2. In a medium bowl, pour the boiling water over the dark chocolate and let it sit for five minutes. Add the cocoa and stir until the mixture is smooth. Allow to cool while you prepare the rest of the cake.
3. In another bowl, whisk together the flour, baking soda and salt. Don’t whinge about all the bowls you’re using, it’s worth it.
4. In a large mixing bowl with an electric mixer, cream the butter and brown sugar, then add the eggs one at a time, beating well after each addition. Beat in the vanilla, then add all the flour mixture and half the chocolate mixture. Beat on low speed to combine, then on high for 1½ minutes. Add remaining chocolate mixture and beat on low to combine.

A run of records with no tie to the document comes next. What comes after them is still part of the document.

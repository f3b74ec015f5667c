//! Object identifiers.
//!
//! An [`ObjectId`] is a 12-byte opaque identifier whose canonical text form
//! is 24 lowercase hex characters. Freshly generated ids follow the usual
//! document-database layout:
//!
//! ```text
//! | 4 bytes: unix seconds (BE) | 5 bytes: per-process random | 3 bytes: counter (BE) |
//! ```
//!
//! so ids generated by one process are unique and roughly time-ordered.

use std::fmt;
use std::str::FromStr;
use std::sync::LazyLock;
use std::sync::atomic::{AtomicU32, Ordering};

use chrono::{DateTime, Utc};
use serde::{Deserialize, Deserializer, Serialize, Serializer};

use crate::error::StoreError;

/// Random value shared by every id generated in this process.
static PROCESS_UNIQUE: LazyLock<[u8; 5]> = LazyLock::new(|| {
    let seed = uuid::Uuid::new_v4();
    let mut out = [0u8; 5];
    out.copy_from_slice(&seed.as_bytes()[..5]);
    out
});

/// Counter for the low three bytes, seeded randomly.
static COUNTER: LazyLock<AtomicU32> = LazyLock::new(|| {
    let seed = uuid::Uuid::new_v4();
    let b = seed.as_bytes();
    AtomicU32::new(u32::from_be_bytes([0, b[0], b[1], b[2]]))
});

/// A 12-byte object identifier.
///
/// # Examples
///
/// ```
/// use trackvault_core::ObjectId;
///
/// let id: ObjectId = "65f1a2b3c4d5e6f708192a3b".parse().unwrap();
/// assert_eq!(id.to_hex(), "65f1a2b3c4d5e6f708192a3b");
/// assert!("65f1a2b3".parse::<ObjectId>().is_err());
/// ```
#[derive(Clone, Copy, PartialEq, Eq, Hash, PartialOrd, Ord)]
pub struct ObjectId([u8; 12]);

impl ObjectId {
    /// Length of an identifier in raw bytes.
    pub const LEN: usize = 12;

    /// Length of the canonical hex encoding.
    pub const HEX_LEN: usize = 24;

    /// Generate a fresh identifier.
    #[must_use]
    pub fn new() -> Self {
        let secs = u32::try_from(Utc::now().timestamp()).unwrap_or(u32::MAX);
        let count = COUNTER.fetch_add(1, Ordering::Relaxed) & 0x00FF_FFFF;

        let mut bytes = [0u8; Self::LEN];
        bytes[..4].copy_from_slice(&secs.to_be_bytes());
        bytes[4..9].copy_from_slice(&*PROCESS_UNIQUE);
        bytes[9..].copy_from_slice(&count.to_be_bytes()[1..]);
        Self(bytes)
    }

    /// Build an identifier from its raw bytes.
    #[must_use]
    pub const fn from_bytes(bytes: [u8; 12]) -> Self {
        Self(bytes)
    }

    /// Parse the 24-character hex form (either case).
    ///
    /// # Errors
    ///
    /// Returns [`StoreError::InvalidIdentifier`] if `s` is not exactly 24 hex
    /// characters.
    pub fn parse_str(s: &str) -> Result<Self, StoreError> {
        let invalid = || StoreError::InvalidIdentifier {
            value: s.to_owned(),
        };
        if s.len() != Self::HEX_LEN || !s.bytes().all(|b| b.is_ascii_hexdigit()) {
            return Err(invalid());
        }
        let mut bytes = [0u8; Self::LEN];
        hex::decode_to_slice(s, &mut bytes).map_err(|_| invalid())?;
        Ok(Self(bytes))
    }

    /// The raw bytes.
    #[must_use]
    pub const fn bytes(&self) -> &[u8; 12] {
        &self.0
    }

    /// Canonical lowercase hex encoding.
    #[must_use]
    pub fn to_hex(&self) -> String {
        hex::encode(self.0)
    }

    /// The creation time embedded in the first four bytes.
    #[must_use]
    pub fn timestamp(&self) -> DateTime<Utc> {
        let secs = u32::from_be_bytes([self.0[0], self.0[1], self.0[2], self.0[3]]);
        DateTime::from_timestamp(i64::from(secs), 0).unwrap_or_default()
    }
}

impl Default for ObjectId {
    fn default() -> Self {
        Self::new()
    }
}

impl FromStr for ObjectId {
    type Err = StoreError;

    fn from_str(s: &str) -> Result<Self, Self::Err> {
        Self::parse_str(s)
    }
}

impl TryFrom<&[u8]> for ObjectId {
    type Error = StoreError;

    fn try_from(value: &[u8]) -> Result<Self, Self::Error> {
        let bytes: [u8; 12] = value
            .try_into()
            .map_err(|_| StoreError::InvalidIdentifier {
                value: hex::encode(value),
            })?;
        Ok(Self(bytes))
    }
}

impl fmt::Display for ObjectId {
    fn fmt(&self, f: &mut fmt::Formatter<'_>) -> fmt::Result {
        f.write_str(&self.to_hex())
    }
}

impl fmt::Debug for ObjectId {
    fn fmt(&self, f: &mut fmt::Formatter<'_>) -> fmt::Result {
        write!(f, "ObjectId({})", self.to_hex())
    }
}

impl Serialize for ObjectId {
    fn serialize<S: Serializer>(&self, serializer: S) -> Result<S::Ok, S::Error> {
        serializer.serialize_str(&self.to_hex())
    }
}

impl<'de> Deserialize<'de> for ObjectId {
    fn deserialize<D: Deserializer<'de>>(deserializer: D) -> Result<Self, D::Error> {
        let s = String::deserialize(deserializer)?;
        Self::parse_str(&s).map_err(serde::de::Error::custom)
    }
}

5. Pour the batter into the roasting pan and bake for 30 – 40 minutes, until a thin sharp knife inserted into the centre comes out clean. Be careful not to overcook it. Remove the cake from the oven, but leave it in the pan. Allow to cool a little while you prepare the icing.
Icing
- 100g (33/4oz) dark chocolate callets, or finely chopped chocolate
- 100g (33/4oz) unsalted butter
- 100g (33/4oz) icing sugar, sifted (it’s important to sift, or you’ll get lumpy icing)
- 3 Tbsp (60ml) milk
Melt all ingredients in a bowl over a saucepan of simmering water, stirring constantly until well blended. Pour the finished icing over the warm cake, jiggling the pan around so that it’s all evenly coated. Let it sit for say another 15 minutes or so, then put the whole thing into the fridge to set.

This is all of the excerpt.